Print, in exact form, the lines below from the one containing "let status = response.status();" through the one containing "fn is_retryable(status: StatusCode)", and omit all others.
╭─ THE RECORDS
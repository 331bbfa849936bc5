//! OpenAI embedding provider adapter.
//!
//! Talks to the `/embeddings` endpoint of OpenAI or any compatible server.
//! Transient failures (network errors, 429, 5xx) are retried with exponential
//! backoff; everything else fails fast so the caller can fall back to sparse
//! token vectors.

use std::time::Duration;

use async_trait::async_trait;
use backoff::ExponentialBackoffBuilder;
use reqwest::StatusCode;
use serde::{Deserialize, Serialize};
use tracing::{debug, warn};

use crate::domain::errors::{DomainError, DomainResult};
use crate::domain::models::EmbeddingConfig;
use crate::domain::ports::EmbeddingProvider;

/// Configuration for the OpenAI embedding provider.
#[derive(Debug, Clone)]
pub struct OpenAiEmbeddingConfig {
    /// API key. Falls back to `OPENAI_API_KEY`.
    pub api_key: Option<String>,
    pub base_url: String,
    pub model: String,
    /// Expected dimension; 1536 for the small v3 model.
    pub dimension: usize,
    pub timeout_secs: u64,
    /// Upper bound on time spent retrying a single request.
    pub max_retry_secs: u64,
}

impl Default for OpenAiEmbeddingConfig {
    fn default() -> Self {
        Self {
            api_key: None,
            base_url: "https://api.openai.com/v1".to_string(),
            model: "text-embedding-3-small".to_string(),
            dimension: 1536,
            timeout_secs: 10,
            max_retry_secs: 30,
        }
    }
}

impl From<&EmbeddingConfig> for OpenAiEmbeddingConfig {
    fn from(config: &EmbeddingConfig) -> Self {
        Self {
            api_key: config.api_key.clone(),
            base_url: config.base_url.trim_end_matches('/').to_string(),
            model: config.model.clone(),
            timeout_secs: config.timeout_secs,
            max_retry_secs: config.timeout_secs.saturating_mul(3),
            ..Self::default()
        }
    }
}

impl OpenAiEmbeddingConfig {
    fn get_api_key(&self) -> DomainResult<String> {
        self.api_key
            .clone()
            .or_else(|| std::env::var("OPENAI_API_KEY").ok())
            .ok_or_else(|| {
                DomainError::EmbeddingFailed(
                    "OpenAI API key not set. Set OPENAI_API_KEY or embedding.api_key.".to_string(),
                )
            })
    }
}

/// OpenAI embedding provider.
pub struct OpenAiEmbeddingProvider {
    config: OpenAiEmbeddingConfig,
    client: reqwest::Client,
}

impl OpenAiEmbeddingProvider {
    pub fn new(config: OpenAiEmbeddingConfig) -> DomainResult<Self> {
        let client = reqwest::Client::builder()
            .timeout(Duration::from_secs(config.timeout_secs))
            .build()
            .map_err(|e| DomainError::EmbeddingFailed(format!("failed to build HTTP client: {e}")))?;
        Ok(Self { config, client })
    }

    async fn call_embeddings_api(&self, texts: &[String]) -> DomainResult<Vec<Vec<f32>>> {
        let api_key = self.config.get_api_key()?;
        let url = format!("{}/embeddings", self.config.base_url);
        let request_body = EmbeddingsRequest {
            model: &self.config.model,
            input: texts,
        };

        let policy = ExponentialBackoffBuilder::new()
            .with_initial_interval(Duration::from_millis(200))
            .with_max_elapsed_time(Some(Duration::from_secs(self.config.max_retry_secs)))
            .build();

        let response: EmbeddingsResponse = backoff::future::retry(policy, || async {
            let response = self
                .client
                .post(&url)
                .bearer_auth(&api_key)
                .json(&request_body)
                .send()
                .await
                .map_err(|e| {
                    warn!(error = %e, "embedding request failed, retrying");
                    backoff::Error::transient(DomainError::EmbeddingFailed(e.to_string()))
                })?;

            let status = response.status();
            if !status.is_success() {
                let body = response.text().await.unwrap_or_default();
                let err = DomainError::EmbeddingFailed(format!("embedding API returned {status}: {body}"));
                return Err(if is_retryable(status) {
                    warn!(%status, "embedding API busy, retrying");
                    backoff::Error::transient(err)
                } else {
                    backoff::Error::permanent(err)
                });
            }

            response.json::<EmbeddingsResponse>().await.map_err(|e| {
                backoff::Error::permanent(DomainError::SerializationError(format!(
                    "failed to parse embedding response: {e}"
                )))
            })
        })
        .await?;

        let mut data = response.data;
        data.sort_by_key(|d| d.index);
        debug!(count = data.len(), model = %self.config.model, "received embeddings");

        Ok(data.into_iter().map(|d| d.embedding).collect())
    }
}

fn is_retryable(status: StatusCode) -> bool {
    status == StatusCode::TOO_MANY_REQUESTS || status.is_server_error()
}

#[async_trait]
impl EmbeddingProvider for OpenAiEmbeddingProvider {
    fn name(&self) -> &'static str {
        "openai"
    }

    fn dimension(&self) -> usize {
        self.config.dimension
    }

    async fn embed(&self, text: &str) -> DomainResult<Vec<f32>> {
        let results = self.call_embeddings_api(&[text.to_string()]).await?;
        Ok(results.into_iter().next().unwrap_or_default())
    }

    async fn embed_batch(&self, texts: &[String]) -> DomainResult<Vec<Vec<f32>>> {
        if texts.is_empty() {
            return Ok(Vec::new());
        }
        let mut vectors = self.call_embeddings_api(texts).await?;
        // A short response leaves the remaining texts without embeddings
        vectors.resize(texts.len(), Vec::new());
        Ok(vectors)
    }
}

#[derive(Debug, Serialize)]
struct EmbeddingsRequest<'a> {
    model: &'a str,
    input: &'a [String],
}

#[derive(Debug, Deserialize)]
struct EmbeddingsResponse {
    data: Vec<EmbeddingData>,
}

#[derive(Debug, Deserialize)]
struct EmbeddingData {
    embedding: Vec<f32>,
    index: usize,
}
╰─
WRITTEN ANSWER:
            let status = response.status();
            if !status.is_success() {
                let body = response.text().await.unwrap_or_default();
                let err = DomainError::EmbeddingFailed(format!("embedding API returned {status}: {body}"));
                return Err(if is_retryable(status) {
                    warn!(%status, "embedding API busy, retrying");
                    backoff::Error::transient(err)
                } else {
                    backoff::Error::permanent(err)
                });
            }

            response.json::<EmbeddingsResponse>().await.map_err(|e| {
                backoff::Error::permanent(DomainError::SerializationError(format!(
                    "failed to parse embedding response: {e}"
                )))
            })
        })
        .await?;

        let mut data = response.data;
        data.sort_by_key(|d| d.index);
        debug!(count = data.len(), model = %self.config.model, "received embeddings");

        Ok(data.into_iter().map(|d| d.embedding).collect())
    }
}

fn is_retryable(status: StatusCode) -> bool {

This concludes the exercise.